The Grassroot Hoyas program was the first initiative within The Grassroot Project and engaged student athletes from Georgetown University. From this pilot program, The Grassroot Project will create a framework from which initiatives at other universities in Washington, D.C. can develop and achieve the vision of the organization.

From Athletes to Coaches: Training

The program began in January 2009 with the Athletes2Coaches training at which time 40 Division-1 athletes from over 10 different sports at Georgetown University were trained in as coaches. The A2C training involved intensive 4-day training seminars that taught the athletes about HIV/AIDS, how to facilitate activities, and how to lead the programs in the community. The course was conducted in a “teach back” style, where participating athletes had a chance to practice facilitating activities from the curriculum to their fellow athletes. At the end of this training, the athletes were recognized in a graduation ceremony and were prepared to implement the knowledge and skill set they learned in the Grassroot Hoyas programs.

Roll Out: The Programs

The Grassroot Hoyas pilot program involved six unique programs ranging from after-school programs at middle schools to athletic training.

Three programs were initiated as after school programs at D.C middle schools. Two programs took place at Francis Stevens Middle School and Browne Gibbs Young Middle School, each once a week and involved around 15 middle school students. The final after-school program was at Jelleff Middle School once a week. These programs lasted for approximately 10 weeks, and culminated in a graduation ceremony once the participant had been exposed to at least 15 hours of educational games.

The Grassroot Hoyas pilot program ended with a public graduation held at Georgetown University. The ceremony rewarded the youth participants for completing the program, recognizing all that they had learned, and gave them their first chance to expose this knowledge to those who were not direct participants in the program. During the graduation, they facilitated an activity to the graduation attendees, which consisted of their parents, family, and friends, important community officials, and the media. By participating in the program, they become part of the Grassroot team, and they are adopted as honorary members of the Georgetown Hoyas.

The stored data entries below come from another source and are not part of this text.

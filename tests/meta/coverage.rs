//! Checks that the unit test tree mirrors `src` and that every test file tests something

#[cfg(test)]
mod tests {
    use std::collections::BTreeSet;
    use std::fs;
    use std::io;
    use std::path::{Path, PathBuf};

    const SOURCE_ROOT: &str = "src";
    const UNIT_ROOT: &str = "tests/unit";
    const TEST_ROOT: &str = "tests";

    // Crate roots and module declaration files carry no logic of their own
    fn is_structural(relative: &str) -> bool {
        relative == "lib.rs"
            || relative == "main.rs"
            || relative == "mod.rs"
            || relative.ends_with("/mod.rs")
            || relative.ends_with("/main.rs")
    }

    fn walk(dir: &Path, found: &mut Vec<PathBuf>) -> io::Result<()> {
        for entry in fs::read_dir(dir)? {
            let path = entry?.path();
            if path.is_dir() {
                found.push(path.clone());
                walk(&path, found)?;
            } else if path.extension().is_some_and(|ext| ext == "rs") {
                found.push(path);
            }
        }
        Ok(())
    }

    // Directories and .rs files under a root, relative to it with `/` separators
    fn relative_entries(root: &str) -> BTreeSet<String> {
        let base = Path::new(root);
        let mut found = Vec::new();
        if let Err(error) = walk(base, &mut found) {
            assert!(!base.exists(), "Failed to scan {root}: {error}");
        }

        found
            .iter()
            .filter_map(|path| path.strip_prefix(base).ok())
            .map(|relative| {
                relative
                    .components()
                    .map(|part| part.as_os_str().to_string_lossy())
                    .collect::<Vec<_>>()
                    .join("/")
            })
            .collect()
    }

    fn report(title: &str, entries: &[String]) -> String {
        format!("{title}:\n  - {}", entries.join("\n  - "))
    }

    // Tests that each source file has a unit test file at the same relative path
    #[test]
    fn test_all_src_files_have_unit_tests() {
        let sources = relative_entries(SOURCE_ROOT);
        let units = relative_entries(UNIT_ROOT);

        let missing: Vec<String> = sources
            .iter()
            .filter(|relative| !is_structural(relative))
            .filter(|relative| !units.contains(*relative))
            .map(|relative| format!("src/{relative} -> tests/unit/{relative}"))
            .collect();

        assert!(
            missing.is_empty(),
            "{}",
            report("Source entries without unit tests", &missing)
        );
    }

    // Tests that no unit test file outlives its source file
    #[test]
    fn test_all_unit_tests_have_src_counterparts() {
        let sources = relative_entries(SOURCE_ROOT);
        let units = relative_entries(UNIT_ROOT);

        let orphaned: Vec<String> = units
            .iter()
            .filter(|relative| !relative.ends_with("mod.rs"))
            .filter(|relative| !sources.contains(*relative))
            .map(|relative| format!("tests/unit/{relative} has no src/{relative}"))
            .collect();

        assert!(
            orphaned.is_empty(),
            "{}",
            report("Unit test entries without sources", &orphaned)
        );
    }

    // Tests that every non-structural test file declares at least one test
    #[test]
    fn test_all_test_files_contain_tests() {
        let mut empty = Vec::new();

        for relative in relative_entries(TEST_ROOT) {
            if !relative.ends_with(".rs") || is_structural(&relative) {
                continue;
            }
            let path = Path::new(TEST_ROOT).join(&relative);
            match fs::read_to_string(&path) {
                Ok(content) if content.contains("#[test]") => {}
                Ok(_) => empty.push(path.display().to_string()),
                Err(error) => empty.push(format!("{} (unreadable: {error})", path.display())),
            }
        }

        assert!(
            empty.is_empty(),
            "{}",
            report("Test files without #[test] functions", &empty)
        );
    }
}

Grassroot Hoyas had the opportunity to lead a program for two weekends at CityYear’s Young Heroes Program which occurred on February 7th and 21st, 2009. Forty high school students signed up and participated in this program. This event provided a unique opportunity for Grassroot Hoyas to gain the valuable input of high school students and to lay the foundation for future connections. Several of the high school participants expressed an interest in becoming involved in the implementation of the curriculum at the middle schools, which is in line with the expansion of The Grassroot Project.

The Grassroot Hoyas program also had the opportunity to build connections for future initiatives when it was involved in a special event for the National Boys & Girls Club Week held in Washington, D.C. This event involved participants from all eight of the Boys and Girls Clubs in the D.C. metropolitan area. Ultimately, this program allowed GrassrootHoyas to demonstrate the peer education curriculum to future partners and to prove its effectiveness. Collaboration with the Boys and Girls Club is and will continue to be a vital component to the overall growth and success of The Grassroot Project.

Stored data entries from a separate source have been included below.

//! Rectangle dimensions that can hold the twelve pentominoes

use std::fmt;

use crate::io::configuration::{BOARD_AREA, MIN_BOARD_ROWS};
use crate::io::error::{Result, invalid_rectangle};

/// Validated board dimensions with `rows * cols == 60` and `rows <= cols`
#[derive(Clone, Copy, Debug, PartialEq, Eq, Hash, PartialOrd, Ord)]
pub struct RectangleSize {
    rows: usize,
    cols: usize,
}

impl RectangleSize {
    /// Validate explicit dimensions
    ///
    /// # Errors
    ///
    /// Returns `InvalidRectangle` unless the area is 60, the row count is at
    /// least 3 and the rows do not outnumber the columns
    pub fn new(rows: usize, cols: usize) -> Result<Self> {
        if rows.checked_mul(cols) != Some(BOARD_AREA) {
            return Err(invalid_rectangle(
                rows,
                cols,
                &format!("area must be exactly {BOARD_AREA} cells"),
            ));
        }
        if rows < MIN_BOARD_ROWS {
            return Err(invalid_rectangle(
                rows,
                cols,
                &format!("at least {MIN_BOARD_ROWS} rows are needed to seed the X pentomino"),
            ));
        }
        if rows > cols {
            return Err(invalid_rectangle(
                rows,
                cols,
                &"rows may not outnumber columns (use the transposed size)",
            ));
        }
        Ok(Self { rows, cols })
    }

    /// Derive the column count from a row count
    ///
    /// # Errors
    ///
    /// Returns `InvalidRectangle` if the row count does not divide 60 or the
    /// resulting rectangle fails [`RectangleSize::new`]
    pub fn from_rows(rows: usize) -> Result<Self> {
        if rows == 0 || BOARD_AREA % rows != 0 {
            return Err(invalid_rectangle(
                rows,
                0,
                &format!("row count must divide {BOARD_AREA}"),
            ));
        }
        Self::new(rows, BOARD_AREA / rows)
    }

    /// Every valid rectangle, by ascending row count
    pub fn all() -> Vec<Self> {
        (MIN_BOARD_ROWS..=BOARD_AREA)
            .take_while(|rows| rows * rows <= BOARD_AREA)
            .filter_map(|rows| Self::from_rows(rows).ok())
            .collect()
    }

    /// Number of rows
    pub const fn rows(self) -> usize {
        self.rows
    }

    /// Number of columns
    pub const fn cols(self) -> usize {
        self.cols
    }
}

impl fmt::Display for RectangleSize {
    fn fmt(&self, f: &mut fmt::Formatter<'_>) -> fmt::Result {
        write!(f, "{}x{}", self.rows, self.cols)
    }
}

 A final component of the Grassroot Hoyas program is a two-week long sports training program coordinated with DC Scores and with members of the Georgetown University Women’s Soccer Team. This program splits the time evenly between sports-specific training, soccer, and the HIV/AIDS prevention curriculum. In the future, training programs using other sports can be initiated. Sport-specific programs tap into a new audience and develop a unique structure to achieve the vision and goals of The Grassroot Project.

The Future

As the pilot program, Grassroot Hoyas provided a framework from which programs at the other universities in Washington, D.C. can be developed. In order to create a successful model for future programs, evaluation of the six Grassroot Hoyas initiatives is essential. Two student monitoring and evaluation interns were selected from Georgetown University’s School of Nursing and Health Studies. As part of their academic program, they worked to combine the evaluation methods of both GrassrootSoccer and MetroTeenAIDS to create an evaluation tool for the Grassroots projects. The evaluation involved basic data collection from pre- and post-quizzes which were taken by the middle school participants as well as feedback from the students and coaches regarding the overall structure of the program, the curriculum, effectiveness of the peer education, etc. Once completed, the evaluation and monitoring of the GrassrootHoyas pilot program assisted in the creation of a solid framework from which the Grassroot Project expanded into other universities, as well as other middle schools.

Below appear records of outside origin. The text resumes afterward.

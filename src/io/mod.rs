//! Input/output operations, configuration and error handling

/// Command-line interface and run orchestration
pub mod cli;
/// Solver constants and defaults
pub mod configuration;
/// Error types
pub mod error;
/// Printable text rendering of boards
pub mod format;
/// PNG export of solved boards
pub mod image;
/// Progress display per rectangle size
pub mod progress;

Besides developing an effective structure for future growth, the Grassroot Hoyas pilot program was also successful in creating connections for future programs. Through both the special program at the National Boys and Girls Club Week and the CityYear’s Young Heroes Program, the foundation has been laid to establish lasting partnerships with both local organizations and high school youth. Through the combination of these connections and the development of a structure for future programs, Grassroot Hoyas has set the stage for The Grassroot Project to successfully obtain its vision of providing HIV/AIDS prevention peer education to all at-risk youth in Washington, D.C.